Zwar wäre ihr dies im Grundsatz möglich gewesen durch eine fortlaufende und ununterbrochene Überwachung der Versicherten sowie der mit ihr in Kontakt tretenden anderen Heimbewohner. Eine solche Überwachung durch das Pflegepersonal hätte allerdings den Rahmen üblicher und mit einem vernünftigen personellen Einsatz realisierbarer Maßnahmen deutlich überschritten (vgl. OLG Frankfurt/M. OLGR 2005, 904). Unstreitig war es vor dem 10.08.2002 zu keinem Zeitpunkt dazu gekommen, dass andere Heimbewohner den Bauchgurt der Versicherten unbefugt geöffnet hatten. Schon deswegen bestand für eine dauernde Überwachung der Versicherten kein Anlass. Der Hinweis der Berufungsbegründung auf mehrere Vorfälle in der Zeit zwischen dem 28.06. und dem 09.08.2002, zu welchen die Pflegedokumentation ein Aufstehen der Versicherten aus dem Rollstuhl vermerkt hat, geht fehl, da jener Dokumentation nichts zu einer Fixierung an jenen Tagen zu entnehmen ist. Die Versicherte wurde, wie die Zeugin P. bekundet hat, nur sporadisch fixiert, da sie sich zeitabhängig in einer sehr unterschiedlich guten Verfassung befand. Der von der Klägerin aus den Angaben der Pflegedokumentation gezogene Schluss, es sei schon früher zu einem unbefugten Lösen des Gurtes gekommen, entbehrt einer Tatsachengrundlage.

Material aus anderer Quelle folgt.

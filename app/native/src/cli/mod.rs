//! CLI module for Gridtile.
//!
//! Inspects blueprints and drives a layout session from scripted key presses.

mod commands;
mod output;

use clap::Parser;
pub use commands::Cli;

use crate::error::GridtileError;

/// Runs the CLI.
///
/// Parses command-line arguments and executes the appropriate command.
///
/// # Errors
///
/// Returns an error if the command execution fails.
pub fn run() -> Result<(), GridtileError> {
    let cli = Cli::parse();
    cli.execute()
}
//! JSON Schema for the configuration file.

use schemars::schema_for;

use crate::config::GridtileConfig;

/// Returns the configuration JSON Schema as pretty-printed JSON.
#[must_use]
pub fn print_schema() -> String {
    let schema = schema_for!(GridtileConfig);
    serde_json::to_string_pretty(&schema).unwrap_or_else(|_| "{}".to_string())
}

Alternativ hätte der Einsatz eines abschließbaren Fixiermittels, insbesondere eines Bauchgurtes mit Magnetverschluss, eine Öffnung des Bauchgurtes durch Unbefugte verhindern können. Einen solchen nicht verwendet zu haben, kann der Beklagten aber ebenfalls nicht als pflichtwidrig vorgeworfen werden. Im Gegensatz zu einer solchen Fixierungshilfe hatte der von der Beklagten verwendete Gurt mit Klettverschluss, wie mit Schriftsatz vom 29.03.2007 von ihr vorgetragen und von der Klägerin nicht bestritten, den für das Wohlergehen der Versicherten durchaus relevanten Vorzug, besonders weich und bequem zu sein und die Versicherte nicht einzuengen. Da es in der vorangegangenen Zeit nicht - jedenfalls nicht feststellbar - zu einem unbefugten Lösen des Gurtes gekommen war, bestand für die Beklagte kein ihr pflegerisches Ermessen reduzierender Grund, von der Verwendung des Gurtes mit Klettverschluss abzusehen. Überdies wäre jedenfalls die Fixierung der Versicherten durch einen nur mit (Magnet-)Schlüssel zu öffnenden Gurt mit einer Freiheitsentziehung verbunden gewesen. Die hierfür erforderliche vormundschaftsgerichtliche Genehmigung (vgl. OLG Hamm FamRZ 1993, 1490; Jürgens/Maschner, Betreuungsrecht, 3.Aufl., § 1906 BGB Rn. 37 m.w.N.) lag nicht vor. Der Beschluss des Amtsgerichts Moers vom 02.10.2001 enthielt ausdrücklich keine Genehmigung einer freiheitsentziehenden Maßnahme im Sinne des § 1906 Abs. 4 BGB.

3.

Die Unaufklärbarkeit der Unfallursache wirkt sich im Ergebnis zu Lasten der Klägerin aus. Als Anspruchstellerin trägt sie die Beweislast für eine mögliche Pflichtverletzung der Mitarbeiter der Beklagten. Der Umstand, dass die Versicherte im Bereich des von der Beklagten betriebenen Pflegeheims gestürzt ist und sich dabei verletzt hat, rechtfertigt nicht den Schluss auf eine Pflichtverletzung des Pflegepersonals. Die Versicherte befand sich im Unfallzeitpunkt auch nicht in einer konkreten Gefahrensituation, die gesteigerte Obhutspflichten ausgelöst und im Schadensfall zu einer Umkehr der Beweislast geführt hätte. Eine konkrete Pflegemaßnahme (wie etwa eine Bewegungs- oder Transportmaßnahme, vgl. BGH NJW 1991, 1540) wurde nicht durchgeführt. Die Versicherte saß im Rollstuhl in der Küche des Pflegeheims und wartete gemeinsam mit anderen Heimbewohnern auf das Abendessen - sie befand sich mithin in einer ganz alltäglichen, ungefährlichen Situation, für die nach der Rechtsprechung des Bundesgerichtshofs (NJW 2005, 1937) eine Umkehr der Beweislast nicht gerechtfertigt ist.

II.

Auch die weiteren in § 522 Abs. 2 Ziff. 2 und 3 ZPO genannten Voraussetzungen der Berufungszurückweisung im Beschlussverfahren liegen vor.